Biasanya orang yang melakukan ibadah haji akan merasakan kegembiraan yang sangat. Mereka pun bersemangat mengikuti segala tuntunan ibadah yang disyaratkan demi bisa menyelesaikan rukun Islam kelima tersebut.
Karena itu, tidak lazim bagi seorang jamaah haji untuk menyikapi segala kritis segala ritual berhaji. Namun, tidak bagi AA Navis, sastrawan yang tersohor dengan cerpen "Robohnya Surau Kami". Di cerpen itu saja, terlihat ketajaman kritik dan refleksi sastrawan Sumatra Barat yang blak-blakan serta disegani banyak orang ini. Bayangkan saja, ending cerpen ini adalah bunuh dirinya seorang penjaga surau yang tekun menjalani ibadah individual setelah terpukul mendapatkan kritik bahwa ibadah ritualistisnya itu tidak otomatis mengantarkannya ke surga.
Sikap kritis itu juga muncul tatkala AA Navis berhaji pada 1994 sebagaimana diungkapkan dalam memoarnya, Surat dan Kenangan Haji (Gramedia, 1994). Menjelang persiapan berangkat haji saja, Navis sudah berefleksi bahwa haji tidaklah cukup dengan sekadar uang atau fisik kuat. Bagi dia, ibadah haji perlu dilakukan dengan rasional.
Bahkan, rasionalitas ini bagi Navis menjadi syarat kesanggupan haji selain keyakinan. Sikap ini sebenarnya berangkat dari pengamatan Navis bahwa begitu banyak jamaah haji yang berangkat haji dengan menjual harta benda atau pusaka secara habis-habisan hanya untuk menjadi miskin sepulangnya dari haji.
Alhasil, Navis sampai pada kesimpulan bahwa syarat berhaji itu adalah kemampuan fisik, kemampuan materi, dan kemampuan memiliki ilmu serta pemahaman mengenai apa yang dilakukannya (berhaji). Navis menjustifikasi pendapatnya ini dengan doa Rasulullah ketika meminum air zam-zam, "Ya Allah, aku mohon kepada-Mu ilmu pengetahuan yang bermanfaat, rezeki yang luas, dan kesembuhan dari segala penyakit." Penempatan ilmu pengetahuan sebagai yang pertama ini nampaknya mempertebal keyakinan Navis tentang perlunya merenungkan secara kritis berbagai ritual dalam ibadah haji maupun dalam ibadah-ibadah lain secara umum.
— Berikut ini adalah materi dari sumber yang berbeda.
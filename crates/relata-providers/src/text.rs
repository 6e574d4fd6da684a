//! Text functions: one output row per call, except `find` (one row per match)
//! and `char-at` (none when out of range).
//!
//! Text arguments accept any value and read its display form, so
//! `length(42)` is `2`. Offsets count characters, not bytes.

use relata_join::{
    Arguments, Attribute, AttributeMapping, Function, Outcome, Result, Rows, Signature, Value,
};

/// Display form of an argument, `None` when it was not given.
pub(crate) fn display(args: &Arguments<'_>, name: &str) -> Result<Option<String>> {
    Ok(args.get(name)?.map(ToString::to_string))
}

fn text_only(kind: &'static str) -> Signature {
    Signature::single_output(kind, AttributeMapping::named(&[Attribute::required("text")]))
}

macro_rules! require {
    ($value:expr) => {
        match $value {
            Some(value) => value,
            None => return Ok(Outcome::Unrepresentable),
        }
    };
}

/// `concat(a, b, ...)`: every argument's display form, joined.
#[derive(Debug)]
pub struct Concat {
    signature: Signature,
}

impl Concat {
    pub fn new() -> Self {
        Self {
            signature: Signature::single_output("concat", AttributeMapping::positional(None)),
        }
    }
}

impl Default for Concat {
    fn default() -> Self {
        Self::new()
    }
}

impl Function for Concat {
    fn signature(&self) -> &Signature {
        &self.signature
    }

    fn apply(&self, args: &Arguments<'_>, out: &mut Rows) -> Result<Outcome> {
        let joined: String = args.positional().flatten().map(ToString::to_string).collect();
        out.push(Value::from(joined));
        Ok(Outcome::Produced)
    }
}

/// Replaces the first occurrence of `subtext`.
#[derive(Debug)]
pub struct Replace {
    signature: Signature,
}

impl Replace {
    pub fn new() -> Self {
        Self {
            signature: Signature::single_output(
                "replace",
                AttributeMapping::named(&[
                    Attribute::required("text"),
                    Attribute::required("subtext"),
                    Attribute::required("with"),
                ]),
            ),
        }
    }
}

impl Default for Replace {
    fn default() -> Self {
        Self::new()
    }
}

impl Function for Replace {
    fn signature(&self) -> &Signature {
        &self.signature
    }

    fn apply(&self, args: &Arguments<'_>, out: &mut Rows) -> Result<Outcome> {
        let text = require!(display(args, "text")?);
        let subtext = require!(display(args, "subtext")?);
        let with = require!(display(args, "with")?);
        out.push(Value::from(text.replacen(&subtext, &with, 1)));
        Ok(Outcome::Produced)
    }
}

#[derive(Debug)]
pub struct Length {
    signature: Signature,
}

impl Length {
    pub fn new() -> Self {
        Self {
            signature: text_only("length"),
        }
    }
}

impl Default for Length {
    fn default() -> Self {
        Self::new()
    }
}

impl Function for Length {
    fn signature(&self) -> &Signature {
        &self.signature
    }

    fn apply(&self, args: &Arguments<'_>, out: &mut Rows) -> Result<Outcome> {
        let text = require!(display(args, "text")?);
        out.push(Value::from(text.chars().count()));
        Ok(Outcome::Produced)
    }
}

/// 0-based character at `index`.
#[derive(Debug)]
pub struct CharAt {
    signature: Signature,
}

impl CharAt {
    pub fn new() -> Self {
        Self {
            signature: Signature::single_output(
                "char-at",
                AttributeMapping::named(&[Attribute::required("text"), Attribute::required("index")]),
            ),
        }
    }
}

impl Default for CharAt {
    fn default() -> Self {
        Self::new()
    }
}

impl Function for CharAt {
    fn signature(&self) -> &Signature {
        &self.signature
    }

    fn apply(&self, args: &Arguments<'_>, out: &mut Rows) -> Result<Outcome> {
        let text = require!(display(args, "text")?);
        let index = require!(args.get("index")?.and_then(Value::as_index));
        let found = usize::try_from(index)
            .ok()
            .and_then(|i| text.chars().nth(i));
        if let Some(c) = found {
            out.push(Value::from(c.to_string()));
        }
        Ok(Outcome::Produced)
    }
}

/// Every 0-based character offset where `subtext` starts, overlapping
/// matches included. Case-insensitive unless `case-sensitive` is truthy.
#[derive(Debug)]
pub struct Find {
    signature: Signature,
}

impl Find {
    pub fn new() -> Self {
        Self {
            signature: Signature::single_output(
                "find",
                AttributeMapping::named(&[
                    Attribute::required("text"),
                    Attribute::required("subtext"),
                    Attribute::optional("case-sensitive"),
                ]),
            ),
        }
    }
}

impl Default for Find {
    fn default() -> Self {
        Self::new()
    }
}

impl Function for Find {
    fn signature(&self) -> &Signature {
        &self.signature
    }

    fn apply(&self, args: &Arguments<'_>, out: &mut Rows) -> Result<Outcome> {
        let mut text = require!(display(args, "text")?);
        let mut subtext = require!(display(args, "subtext")?);
        let case_sensitive = args.get("case-sensitive")?.is_some_and(Value::is_truthy);
        if !case_sensitive {
            text = text.to_lowercase();
            subtext = subtext.to_lowercase();
        }

        let haystack: Vec<char> = text.chars().collect();
        let needle: Vec<char> = subtext.chars().collect();
        for start in 0..haystack.len() {
            let end = (start + needle.len()).min(haystack.len());
            if haystack[start..end] == needle[..] {
                out.push(Value::from(start));
            }
        }
        Ok(Outcome::Produced)
    }
}

/// Characters in `[from, to)`. Both bounds clamp to the text and swap when
/// reversed; `to` defaults to the end.
#[derive(Debug)]
pub struct Substring {
    signature: Signature,
}

impl Substring {
    pub fn new() -> Self {
        Self {
            signature: Signature::single_output(
                "substring",
                AttributeMapping::named(&[
                    Attribute::required("text"),
                    Attribute::required("from"),
                    Attribute::optional("to"),
                ]),
            ),
        }
    }
}

impl Default for Substring {
    fn default() -> Self {
        Self::new()
    }
}

impl Function for Substring {
    fn signature(&self) -> &Signature {
        &self.signature
    }

    fn apply(&self, args: &Arguments<'_>, out: &mut Rows) -> Result<Outcome> {
        let text = require!(display(args, "text")?);
        let chars = text.chars().count() as i64;
        let from = require!(args.get("from")?.and_then(Value::as_index));
        let to = match args.get("to")? {
            Some(value) => require!(value.as_index()),
            None => chars,
        };
        let (mut start, mut end) = (from.clamp(0, chars), to.clamp(0, chars));
        if start > end {
            std::mem::swap(&mut start, &mut end);
        }
        let slice: String = text
            .chars()
            .skip(start as usize)
            .take((end - start) as usize)
            .collect();
        out.push(Value::from(slice));
        Ok(Outcome::Produced)
    }
}

/// A one-argument text transform: `lower`, `upper`, `trim`.
#[derive(Debug)]
pub struct TextMap {
    signature: Signature,
    map: fn(&str) -> String,
}

impl TextMap {
    pub fn new(kind: &'static str, map: fn(&str) -> String) -> Self {
        Self {
            signature: text_only(kind),
            map,
        }
    }

    pub fn lower() -> Self {
        Self::new("lower", str::to_lowercase)
    }

    pub fn upper() -> Self {
        Self::new("upper", str::to_uppercase)
    }

    pub fn trim() -> Self {
        Self::new("trim", |s| s.trim().to_string())
    }
}

impl Function for TextMap {
    fn signature(&self) -> &Signature {
        &self.signature
    }

    fn apply(&self, args: &Arguments<'_>, out: &mut Rows) -> Result<Outcome> {
        let text = require!(display(args, "text")?);
        out.push(Value::from((self.map)(&text)));
        Ok(Outcome::Produced)
    }
}

#[derive(Debug)]
pub struct StartsWith {
    signature: Signature,
}

impl StartsWith {
    pub fn new() -> Self {
        Self {
            signature: Signature::single_output(
                "starts-with",
                AttributeMapping::named(&[Attribute::required("text"), Attribute::required("with")]),
            ),
        }
    }
}

impl Default for StartsWith {
    fn default() -> Self {
        Self::new()
    }
}

impl Function for StartsWith {
    fn signature(&self) -> &Signature {
        &self.signature
    }

    fn apply(&self, args: &Arguments<'_>, out: &mut Rows) -> Result<Outcome> {
        let text = require!(display(args, "text")?);
        let prefix = require!(display(args, "with")?);
        out.push(Value::from(text.starts_with(prefix.as_str())));
        Ok(Outcome::Produced)
    }
}

#[cfg(test)]
mod tests {
    use super::*;

    fn call(function: &dyn Function, values: Vec<Option<Value>>) -> Result<(Outcome, Vec<Vec<Value>>)> {
        let signature = function.signature();
        let mut rows = Rows::new(signature.output_width());
        let outcome = function.apply(&Arguments::new(signature, &values), &mut rows)?;
        Ok((outcome, rows.to_vecs()))
    }

    fn single(function: &dyn Function, values: Vec<Option<Value>>) -> Result<Vec<Value>> {
        Ok(call(function, values)?.1.into_iter().flatten().collect())
    }

    fn some(v: impl Into<Value>) -> Option<Value> {
        Some(v.into())
    }

    #[test]
    fn concat_joins_display_forms() -> Result<()> {
        assert_eq!(single(&Concat::new(), vec![some("ab"), some("cd")])?, vec![Value::from("abcd")]);
        assert_eq!(single(&Concat::new(), vec![some("n"), some(3i64)])?, vec![Value::from("n3")]);
        Ok(())
    }

    #[test]
    fn replace_touches_the_first_occurrence() -> Result<()> {
        let out = single(&Replace::new(), vec![some("a-b-c"), some("-"), some("+")])?;
        assert_eq!(out, vec![Value::from("a+b-c")]);
        Ok(())
    }

    #[test]
    fn length_counts_characters() -> Result<()> {
        assert_eq!(single(&Length::new(), vec![some("héllo")])?, vec![Value::from(5i64)]);
        Ok(())
    }

    #[test]
    fn char_at_out_of_range_is_empty() -> Result<()> {
        assert_eq!(single(&CharAt::new(), vec![some("abc"), some(1i64)])?, vec![Value::from("b")]);
        assert!(single(&CharAt::new(), vec![some("abc"), some(3i64)])?.is_empty());
        assert!(single(&CharAt::new(), vec![some("abc"), some(-1i64)])?.is_empty());
        let (outcome, _) = call(&CharAt::new(), vec![some("abc"), some(1.5)])?;
        assert_eq!(outcome, Outcome::Unrepresentable);
        Ok(())
    }

    #[test]
    fn find_reports_overlapping_offsets() -> Result<()> {
        let find = Find::new();
        assert_eq!(
            single(&find, vec![some("banana"), some("an"), some(false)])?,
            vec![Value::from(1i64), Value::from(3i64)]
        );
        assert_eq!(
            single(&find, vec![some("aaa"), some("aa"), None])?,
            vec![Value::from(0i64), Value::from(1i64)]
        );
        assert_eq!(single(&find, vec![some("BaNaNa"), some("an"), None])?.len(), 2);
        assert!(single(&find, vec![some("BaNaNa"), some("an"), some(true)])?.is_empty());
        Ok(())
    }

    #[test]
    fn substring_clamps_and_swaps() -> Result<()> {
        let substring = Substring::new();
        assert_eq!(single(&substring, vec![some("hello"), some(1i64), some(3i64)])?, vec![Value::from("el")]);
        assert_eq!(single(&substring, vec![some("hello"), some(3i64), some(1i64)])?, vec![Value::from("el")]);
        assert_eq!(single(&substring, vec![some("hello"), some(-4i64), some(99i64)])?, vec![Value::from("hello")]);
        assert_eq!(single(&substring, vec![some("hello"), some(2i64), None])?, vec![Value::from("llo")]);
        Ok(())
    }

    #[test]
    fn text_maps() -> Result<()> {
        assert_eq!(single(&TextMap::lower(), vec![some("MiXed")])?, vec![Value::from("mixed")]);
        assert_eq!(single(&TextMap::upper(), vec![some("MiXed")])?, vec![Value::from("MIXED")]);
        assert_eq!(single(&TextMap::trim(), vec![some("  pad ")])?, vec![Value::from("pad")]);
        Ok(())
    }

    #[test]
    fn starts_with_returns_a_bool() -> Result<()> {
        assert_eq!(single(&StartsWith::new(), vec![some("prefix"), some("pre")])?, vec![Value::from(true)]);
        assert_eq!(single(&StartsWith::new(), vec![some("prefix"), some("fix")])?, vec![Value::from(false)]);
        Ok(())
    }
}
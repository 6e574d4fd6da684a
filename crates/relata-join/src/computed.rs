//! Computed relations: functions queried as if they were stored relations.
//!
//! A [`Function`] maps bound arguments to the full set of output rows (one
//! row per result, one column per return attribute). [`ComputedConstraint`]
//! binds a function to one query occurrence and answers the constraint
//! protocol on top of it:
//!
//! - with every declared output bound, it is a membership test;
//! - with one output requested, it enumerates that projection;
//! - with several consecutive outputs requested, it enumerates tuples.
//!
//! A value the function cannot represent (text that is not a number, a
//! negative offset, ...) is an empty relation, never an error.

use std::sync::Arc;

use ahash::AHashSet;
use tracing::trace;

use crate::constraint::Constraint;
use crate::error::{JoinError, Result};
use crate::index::FactIndex;
use crate::mapping::{Arguments, CallSite, Signature};
use crate::prefix::Prefix;
use crate::proposal::{Proposal, Rows};
use crate::value::{Term, Value, Variable};

#[derive(Debug, Clone, Copy, PartialEq, Eq)]
pub enum Outcome {
    Produced,
    /// The input is outside the function's domain; no rows.
    Unrepresentable,
}

pub trait Function: std::fmt::Debug + Send + Sync {
    fn signature(&self) -> &Signature;

    /// Append every output row for `args` to `out`, whose width is the
    /// signature's output width.
    fn apply(&self, args: &Arguments<'_>, out: &mut Rows) -> Result<Outcome>;
}

/// Which outputs an occurrence declares.
#[derive(Debug, Clone, PartialEq, Eq)]
pub enum Mode {
    /// No outputs: the relation only filters.
    Filter,
    Single(usize),
    Joint(Vec<usize>),
}

impl Mode {
    fn from_returns(returns: &[Option<Term>]) -> Self {
        let declared: Vec<usize> = returns
            .iter()
            .enumerate()
            .filter_map(|(i, t)| t.as_ref().map(|_| i))
            .collect();
        match declared.as_slice() {
            [] => Mode::Filter,
            [column] => Mode::Single(*column),
            _ => Mode::Joint(declared),
        }
    }

    pub fn columns(&self) -> &[usize] {
        match self {
            Mode::Filter => &[],
            Mode::Single(column) => std::slice::from_ref(column),
            Mode::Joint(columns) => columns,
        }
    }
}

#[derive(Debug)]
pub struct ComputedConstraint {
    name: String,
    function: Arc<dyn Function>,
    arguments: Vec<Option<Term>>,
    returns: Vec<Option<Term>>,
    inputs: Vec<Variable>,
    outputs: Vec<Variable>,
    variables: Vec<Variable>,
    mode: Mode,
    argument_values: Vec<Option<Value>>,
    relation: Rows,
    seen: AHashSet<Vec<Value>>,
    proposal: Proposal,
}

impl ComputedConstraint {
    pub fn new(name: impl Into<String>, function: Arc<dyn Function>, call: &CallSite) -> Result<Self> {
        let slots = function.signature().resolve(call)?;
        let inputs = sorted_variables(&slots.arguments);
        let outputs = sorted_variables(&slots.returns);
        let mut variables: Vec<Variable> = inputs.iter().chain(&outputs).copied().collect();
        variables.sort_unstable();
        variables.dedup();
        let mode = Mode::from_returns(&slots.returns);
        let width = function.signature().output_width();
        Ok(Self {
            name: name.into(),
            function,
            argument_values: Vec::with_capacity(slots.arguments.len()),
            arguments: slots.arguments,
            returns: slots.returns,
            inputs,
            outputs,
            variables,
            mode,
            relation: Rows::new(width),
            seen: AHashSet::new(),
            proposal: Proposal::new(),
        })
    }

    pub fn mode(&self) -> &Mode {
        &self.mode
    }

    pub fn function(&self) -> &Arc<dyn Function> {
        &self.function
    }

    /// Resolve the argument slots and evaluate the function into `out`.
    fn evaluate(
        &self,
        prefix: &Prefix,
        values: &mut Vec<Option<Value>>,
        out: &mut Rows,
    ) -> Result<Outcome> {
        values.clear();
        for term in &self.arguments {
            let value = match term {
                None => None,
                Some(term) => Some(prefix.resolve(term).cloned().ok_or_else(|| {
                    JoinError::protocol(&self.name, format!("input {term} is unbound"))
                })?),
            };
            values.push(value);
        }
        out.reset(self.function.signature().output_width());
        let signature = self.function.signature();
        let outcome = self.function.apply(&Arguments::new(signature, values), out)?;
        out.check_width(&self.name)?;
        Ok(outcome)
    }

    /// The consecutive run of unbound outputs starting at the frontier.
    fn requested_run(&self, depth: usize) -> Vec<Variable> {
        let mut run = Vec::new();
        for v in self.outputs.iter().copied().filter(|v| !v.is_bound_at(depth)) {
            if v.index() == depth + run.len() {
                run.push(v);
            } else {
                break;
            }
        }
        run
    }
}

/// Whether `row` agrees with every declared output already bound.
fn agrees_with_bound(mode: &Mode, returns: &[Option<Term>], row: &[Value], prefix: &Prefix) -> bool {
    mode.columns().iter().all(|&column| {
        let Some(term) = &returns[column] else {
            return true;
        };
        match prefix.resolve(term) {
            Some(bound) => row.get(column) == Some(bound),
            None => true,
        }
    })
}

fn sorted_variables(terms: &[Option<Term>]) -> Vec<Variable> {
    let mut vars: Vec<Variable> = terms
        .iter()
        .flatten()
        .filter_map(Term::variable)
        .collect();
    vars.sort_unstable();
    vars.dedup();
    vars
}

impl Constraint for ComputedConstraint {
    fn name(&self) -> &str {
        &self.name
    }

    fn variables(&self) -> &[Variable] {
        &self.variables
    }

    fn can_propose(&self, variable: Variable) -> bool {
        self.mode != Mode::Filter
            && self.outputs.binary_search(&variable).is_ok()
            && self.inputs.iter().all(|v| *v < variable)
    }

    fn test(&self, _index: &FactIndex, prefix: &Prefix) -> Result<bool> {
        let mut values = Vec::with_capacity(self.arguments.len());
        let mut relation = Rows::new(self.function.signature().output_width());
        if self.evaluate(prefix, &mut values, &mut relation)? == Outcome::Unrepresentable {
            return Ok(false);
        }
        let found = relation
            .iter()
            .any(|row| agrees_with_bound(&self.mode, &self.returns, row, prefix));
        Ok(found)
    }

    fn propose(
        &mut self,
        _index: &FactIndex,
        variable: Variable,
        prefix: &Prefix,
    ) -> Result<&Proposal> {
        let depth = prefix.depth();
        if variable != prefix.frontier() || !self.can_propose(variable) {
            return Err(JoinError::protocol(
                &self.name,
                format!("cannot propose {variable} at depth {depth}"),
            ));
        }
        let providing = self.requested_run(depth);

        let mut values = std::mem::take(&mut self.argument_values);
        let mut relation = std::mem::take(&mut self.relation);
        let outcome = self.evaluate(prefix, &mut values, &mut relation);
        self.argument_values = values;
        let outcome = outcome?;

        let candidates = self.proposal.begin(&providing, depth);
        self.seen.clear();
        if outcome == Outcome::Produced {
            'rows: for row in relation.iter() {
                if !agrees_with_bound(&self.mode, &self.returns, row, prefix) {
                    continue;
                }
                let mut projected: Vec<Option<Value>> = vec![None; providing.len()];
                for &column in self.mode.columns() {
                    let Some(Term::Var(v)) = &self.returns[column] else {
                        continue;
                    };
                    let Some(slot) = v.index().checked_sub(depth) else {
                        continue;
                    };
                    let Some(target) = projected.get_mut(slot) else {
                        continue;
                    };
                    match target.as_ref() {
                        Some(existing) if *existing != row[column] => continue 'rows,
                        Some(_) => {}
                        None => *target = Some(row[column].clone()),
                    }
                }
                let projected: Vec<Value> = projected.into_iter().flatten().collect();
                if projected.len() == providing.len() && self.seen.insert(projected.clone()) {
                    candidates.push_row(projected);
                }
            }
        }
        self.relation = relation;

        let proposal = self.proposal.seal();
        trace!(
            constraint = %self.name,
            %variable,
            width = providing.len(),
            cardinality = proposal.cardinality(),
            "computed proposal"
        );
        Ok(proposal)
    }

    fn resolve_proposal(&mut self, prefix: &Prefix) -> Result<&Rows> {
        self.proposal.resolve(&self.name, prefix.depth())
    }

    fn proposal(&self) -> &Proposal {
        &self.proposal
    }
}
Renungan kritis awal Navis adalah pada bentuk Ka'bah sendiri. Ia bertanya-tanya mengapa Ka'bah bentuknya demikian sederhana, sekadar bersegi empat seperti itu? Ia kemudian sampai pada jawaban bahwa Ka'bah dititipkan pada bangsa Arab yang tidak memiliki kebudayaan tinggi persis supaya Ka'bah tetap berbentuk sederhana, sehingga statusnya tidak lebih daripada benda biasa. Berbeda jika seandainya Ka'bah diserahkan kepada bangsa Romawi atau Yunani, mungkin bangunannya akan megah sehingga membetot perhatian dan bisa saja menggoda manusia untuk memberhalakan bangunan itu.
Dengan kesederhanaan itu, umat jadi bisa fokus untuk beribadah mengelilingi Ka'bah tanpa ke-distract (jika meminjam bahasa anak sekarang) atau teralih perhatiannya. Pada titik inilah, Ka'bah menjadi simbol untuk mempersatukan umat secara spiritual dan material dalam gerak tawaf tanpa menghiraukan perbedaan status sosial maupun warna kulit. Berbekal kesederhanaannya, Ka'bah justru ikut mempertegas tauhid di dalam diri umat Islam.
 Renungan lainnya adalah tentang makna wukuf di Arafah dan berpakaian ihram. Menurut Navis, wukuf seyogianya tidak dihabiskan untuk berdoa dan berzikir saja, melainkan juga untuk berpikir konstruktif dan mencari jawaban bagi pertanyaan tentang makna setiap ibadah. Kegiatan berpikir saat wukuf pun jadinya juga merupakan ibadah dan kebajikan.
Terkait kewajiban mengenakan ihram, Navis bernalar bahwa pantangan mengganggu menciderai dan membunuh apa pun makhluk Allah, termasuk diri kita sendiri (seperti menggunting kuku sendiri) Â saat mengenakan ihram menandakan bahkan diri kita sendiri pun bukan milik kita, melainkan milik Allah.